"... for the rest of my life, say yes, say yes, 'cause I– Allya mau kemana?" Gadis si empunya nama yang sudah berada beberapa langkah darinya berhenti dan berbalik menghampirinya. Ia terlihat bergembira. Bisa dilihat dengan senyuman yang tak henti ditampilkan dan lompatan ringan di tiap langkahnya.
"Mau abisin uang jajan Babas, hihi. Kemarin kan dia kalah, jadi harus traktir kita selama seminggu ke depan. Ayo ikut, Ella, mumpung belnya masih lama." Allya menarik lengan Michaella untuk mengikutinya.
"Tunggu, aku taro tas dulu, sebentar." Gadis itu segera masuk ke dalam kelas dan meletakkan tas ranselnya di samping tempat duduknya. Tak lama kemudian Michaella menghampiri Allya dan mengikutinya menuju kantin.
"Silahkan di pesan sarapannya nona-nona. Ini menunya," sambut Babas sembari memberikan daftar menu ketika kedua gadis itu sampai di kantin. Sepertinya ia sudah pasrah dengan keadaannya. Sudah jatuh tercebur kolam ikan, harus mentraktir selama seminggu penuh pula.
"Aku tadi uda sarapan di rumah. Kamu aja yang pesen," ucap Michaella kepada Allya ketika ibu penjaga kantin datang menghampiri mereka.
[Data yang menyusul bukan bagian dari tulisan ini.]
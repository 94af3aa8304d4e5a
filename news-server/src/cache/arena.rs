//! Slot arena with intrusive doubly-linked lists
//!
//! Nodes live in a `Vec` and refer to each other by index, so moving an
//! entry between positions (or between frequency buckets) is O(1) and never
//! reallocates. Freed slots are recycled through a free list.

/// Node stored in the arena
pub(crate) struct Node<K, V> {
    pub key: K,
    pub value: V,
    /// Access count (only meaningful for LFU)
    pub frequency: u64,
    prev: Option<usize>,
    next: Option<usize>,
}

pub(crate) struct Arena<K, V> {
    slots: Vec<Option<Node<K, V>>>,
    free_list: Vec<usize>,
}

impl<K, V> Arena<K, V> {
    pub fn with_capacity(capacity: usize) -> Self {
        Self {
            slots: Vec::with_capacity(capacity),
            free_list: Vec::new(),
        }
    }

    /// Store a detached node and return its slot index
    pub fn insert(&mut self, key: K, value: V, frequency: u64) -> usize {
        let node = Node {
            key,
            value,
            frequency,
            prev: None,
            next: None,
        };

        if let Some(idx) = self.free_list.pop() {
            self.slots[idx] = Some(node);
            idx
        } else {
            self.slots.push(Some(node));
            self.slots.len() - 1
        }
    }

    /// Free a slot. The node must already be unlinked from its list.
    pub fn take(&mut self, idx: usize) -> Option<Node<K, V>> {
        let node = self.slots.get_mut(idx)?.take()?;
        self.free_list.push(idx);
        Some(node)
    }

    pub fn get(&self, idx: usize) -> Option<&Node<K, V>> {
        self.slots.get(idx)?.as_ref()
    }

    pub fn get_mut(&mut self, idx: usize) -> Option<&mut Node<K, V>> {
        self.slots.get_mut(idx)?.as_mut()
    }

    pub fn clear(&mut self) {
        self.slots.clear();
        self.free_list.clear();
    }
}

/// Ordering list threaded through arena nodes.
///
/// Head is the most recently used end, tail the least recently used.
#[derive(Debug, Clone, Copy, Default)]
pub(crate) struct List {
    head: Option<usize>,
    tail: Option<usize>,
    len: usize,
}

impl List {
    pub fn tail(&self) -> Option<usize> {
        self.tail
    }

    pub fn is_empty(&self) -> bool {
        self.len == 0
    }

    pub fn push_front<K, V>(&mut self, arena: &mut Arena<K, V>, idx: usize) {
        let old_head = self.head;
        match arena.get_mut(idx) {
            Some(node) => {
                node.prev = None;
                node.next = old_head;
            }
            None => return,
        }

        if let Some(old_head_node) = old_head.and_then(|h| arena.get_mut(h)) {
            old_head_node.prev = Some(idx);
        }

        self.head = Some(idx);
        if self.tail.is_none() {
            self.tail = Some(idx);
        }
        self.len += 1;
    }

    pub fn unlink<K, V>(&mut self, arena: &mut Arena<K, V>, idx: usize) {
        let (prev_idx, next_idx) = match arena.get(idx) {
            Some(node) => (node.prev, node.next),
            None => return,
        };

        match prev_idx.and_then(|p| arena.get_mut(p)) {
            Some(prev_node) => prev_node.next = next_idx,
            None => self.head = next_idx,
        }

        match next_idx.and_then(|n| arena.get_mut(n)) {
            Some(next_node) => next_node.prev = prev_idx,
            None => self.tail = prev_idx,
        }

        if let Some(node) = arena.get_mut(idx) {
            node.prev = None;
            node.next = None;
        }
        self.len = self.len.saturating_sub(1);
    }

    /// Move an already linked node to the head
    pub fn move_to_front<K, V>(&mut self, arena: &mut Arena<K, V>, idx: usize) {
        if self.head == Some(idx) {
            return;
        }
        self.unlink(arena, idx);
        self.push_front(arena, idx);
    }

    /// Slot indices from tail (next victim) to head
    pub fn iter_from_tail<'a, K, V>(
        &self,
        arena: &'a Arena<K, V>,
    ) -> impl Iterator<Item = usize> + 'a {
        let mut cursor = self.tail;
        std::iter::from_fn(move || {
            let idx = cursor?;
            cursor = arena.get(idx).and_then(|node| node.prev);
            Some(idx)
        })
    }
}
"Susu coklat aja." Beberapa menit kemudian pesanan Allya datang. Minum susu coklat hangat terasa sangat pas apalagi dengan cuaca pagi ini yang mendung.
"Bas gua mau saos. Ambilin dong," suruh Langit.
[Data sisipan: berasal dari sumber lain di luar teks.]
//! Process-wide cache handle
//!
//! A single mutex guards both the cache and its statistics. `get` mutates
//! ordering metadata, so there is no read/write split.

use super::bounded::BoundedCache;
use super::policy::{CacheConfigError, CachePolicy};
use super::traits::Cache;
use crate::metrics;
use parking_lot::Mutex;
use serde::Serialize;
use std::fmt::Debug;
use std::hash::Hash;
use std::sync::Arc;
use tracing::debug;

/// Cache statistics
#[derive(Debug, Clone, Default, Serialize)]
pub struct CacheStats {
    pub policy: CachePolicy,
    pub capacity: usize,
    pub entries: usize,
    pub hits: u64,
    pub misses: u64,
    pub inserts: u64,
    pub updates: u64,
    pub evictions: u64,
    pub removals: u64,
    pub hit_rate: f64,
}

impl CacheStats {
    fn record_hit(&mut self) {
        self.hits += 1;
        self.update_hit_rate();
    }

    fn record_miss(&mut self) {
        self.misses += 1;
        self.update_hit_rate();
    }

    fn update_hit_rate(&mut self) {
        let total = self.hits + self.misses;
        if total > 0 {
            self.hit_rate = self.hits as f64 / total as f64;
        }
    }
}

struct State<K, V>
where
    K: Hash + Eq + Clone,
{
    cache: BoundedCache<K, V>,
    stats: CacheStats,
}

impl<K, V> State<K, V>
where
    K: Hash + Eq + Clone,
{
    fn sync_gauges(&mut self) {
        self.stats.entries = self.cache.len();
        self.stats.capacity = self.cache.capacity();
        metrics::set_cache_entries(self.stats.entries);
    }
}

/// Shared, thread-safe bounded cache. Clones refer to the same instance.
pub struct SharedCache<K, V>
where
    K: Hash + Eq + Clone,
{
    state: Arc<Mutex<State<K, V>>>,
}

impl<K, V> Clone for SharedCache<K, V>
where
    K: Hash + Eq + Clone,
{
    fn clone(&self) -> Self {
        Self {
            state: Arc::clone(&self.state),
        }
    }
}

impl<K, V> SharedCache<K, V>
where
    K: Hash + Eq + Clone + Debug,
    V: Clone,
{
    /// Create a new shared cache; fails on a non-positive capacity
    pub fn new(policy: CachePolicy, capacity: usize) -> Result<Self, CacheConfigError> {
        let cache = BoundedCache::new(policy, capacity)?;
        let stats = CacheStats {
            policy,
            capacity,
            ..CacheStats::default()
        };

        Ok(Self {
            state: Arc::new(Mutex::new(State { cache, stats })),
        })
    }

    /// Get a clone of the cached value, counting the access
    pub fn get(&self, key: &K) -> Option<V> {
        let mut state = self.state.lock();
        let value = state.cache.get(key).cloned();

        match value {
            Some(_) => {
                state.stats.record_hit();
                metrics::record_cache_op("get", "hit");
                debug!("Cache HIT for key: {:?}", key);
            }
            None => {
                state.stats.record_miss();
                metrics::record_cache_op("get", "miss");
                debug!("Cache MISS for key: {:?}", key);
            }
        }

        value
    }

    /// Insert or overwrite a value
    pub fn put(&self, key: K, value: V) {
        let mut state = self.state.lock();

        if state.cache.contains(&key) {
            state.stats.updates += 1;
            metrics::record_cache_op("put", "update");
        } else {
            state.stats.inserts += 1;
            metrics::record_cache_op("put", "insert");
        }

        debug!("Cache PUT: {:?}", key);
        if let Some((evicted, _)) = state.cache.put(key, value) {
            state.stats.evictions += 1;
            metrics::record_cache_evictions(1);
            debug!("Cache EVICT: {:?}", evicted);
        }

        state.sync_gauges();
    }

    /// Remove a value; returns whether it was present
    pub fn remove(&self, key: &K) -> bool {
        let mut state = self.state.lock();

        let removed = state.cache.remove(key).is_some();
        if removed {
            state.stats.removals += 1;
            metrics::record_cache_op("remove", "hit");
            debug!("Cache DELETE: {:?}", key);
        } else {
            metrics::record_cache_op("remove", "miss");
        }

        state.sync_gauges();
        removed
    }

    /// Resize, trimming immediately. Returns the number of trimmed entries.
    pub fn configure(&self, capacity: usize) -> Result<usize, CacheConfigError> {
        let mut state = self.state.lock();

        let trimmed = state.cache.configure(capacity)?.len();
        state.stats.evictions += trimmed as u64;
        metrics::record_cache_evictions(trimmed);
        state.sync_gauges();

        debug!("Cache resized to {} ({} entries trimmed)", capacity, trimmed);
        Ok(trimmed)
    }

    /// Invalidate (clear) entire cache
    pub fn invalidate_all(&self) {
        let mut state = self.state.lock();

        let count = state.cache.len();
        state.cache.clear();
        state.stats.removals += count as u64;
        state.sync_gauges();

        debug!("Cache INVALIDATE ALL ({} entries)", count);
    }

    /// Check membership without counting as an access
    pub fn contains(&self, key: &K) -> bool {
        self.state.lock().cache.contains(key)
    }

    pub fn len(&self) -> usize {
        self.state.lock().cache.len()
    }

    pub fn is_empty(&self) -> bool {
        self.len() == 0
    }

    pub fn capacity(&self) -> usize {
        self.state.lock().cache.capacity()
    }

    pub fn policy(&self) -> CachePolicy {
        self.state.lock().cache.policy()
    }

    pub fn eviction_order(&self) -> Vec<K> {
        self.state.lock().cache.eviction_order()
    }

    /// Get cache statistics
    pub fn stats(&self) -> CacheStats {
        self.state.lock().stats.clone()
    }
}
"Lo buta ya?! Itu di depan lo botol saos!" sewot Babas.
"Gua gak mau. Mau nya yang itu." Langit menunjuk botol saos di meja yang letaknya di ujung kantin. "Ambilin ya? Babas kan anak baik."
"Terserah!"
"Terserah, terserah, tapi diambilin juga," celetuk Dave ketika Babas kembali dengan botol saus di tangannya.
"Tolong kesadarannya ya, tuan-tuan sekalian," sindir Babas ketika beberapa pemuda di mejanya hendak memesan lagi.
Kagendra melayangkan tatapan protes. "Ih, gua mau pesen minum doang."
"No."
"Udah, gakpapa Gen. Ini hari Rabu, istirahat kita tiga kali." Kagendra tersenyum mendengar ucapan Dave lalu bertos ria dengannya.
"Gila lo ya, bener-bener mau buat gua bangkrut."
"Abang Babas kan kaya." Kagendra mengedipkan matanya.
"Buat motor bisa, masa buat sahabat sendiri gak bisa," tambah Ziel.
"Tapi–"
Kringg!
"Ok sudah bel. Mari kita pergi ke kelas masing-masing teman-teman." Langit bangkit dari duduknya diikuti yang lainnya lalu mulai beranjak keluar kantin.
"Woi tungguin!" seru Babas. Saat ia hendak menyusul, ibu penjaga kantin menghampirinya dengan nota makanan yang telah mereka pesan.
"Hey, ini bayar dulu!"
"Aduh, ini." Pemuda itu menyerahkan selembar uang bewarna merah.
"Kembaliannya nanti aja. Bye ibuu." Babas mengkiss-bye ibu penjaga kantin lalu lari menyusul yang lainnya.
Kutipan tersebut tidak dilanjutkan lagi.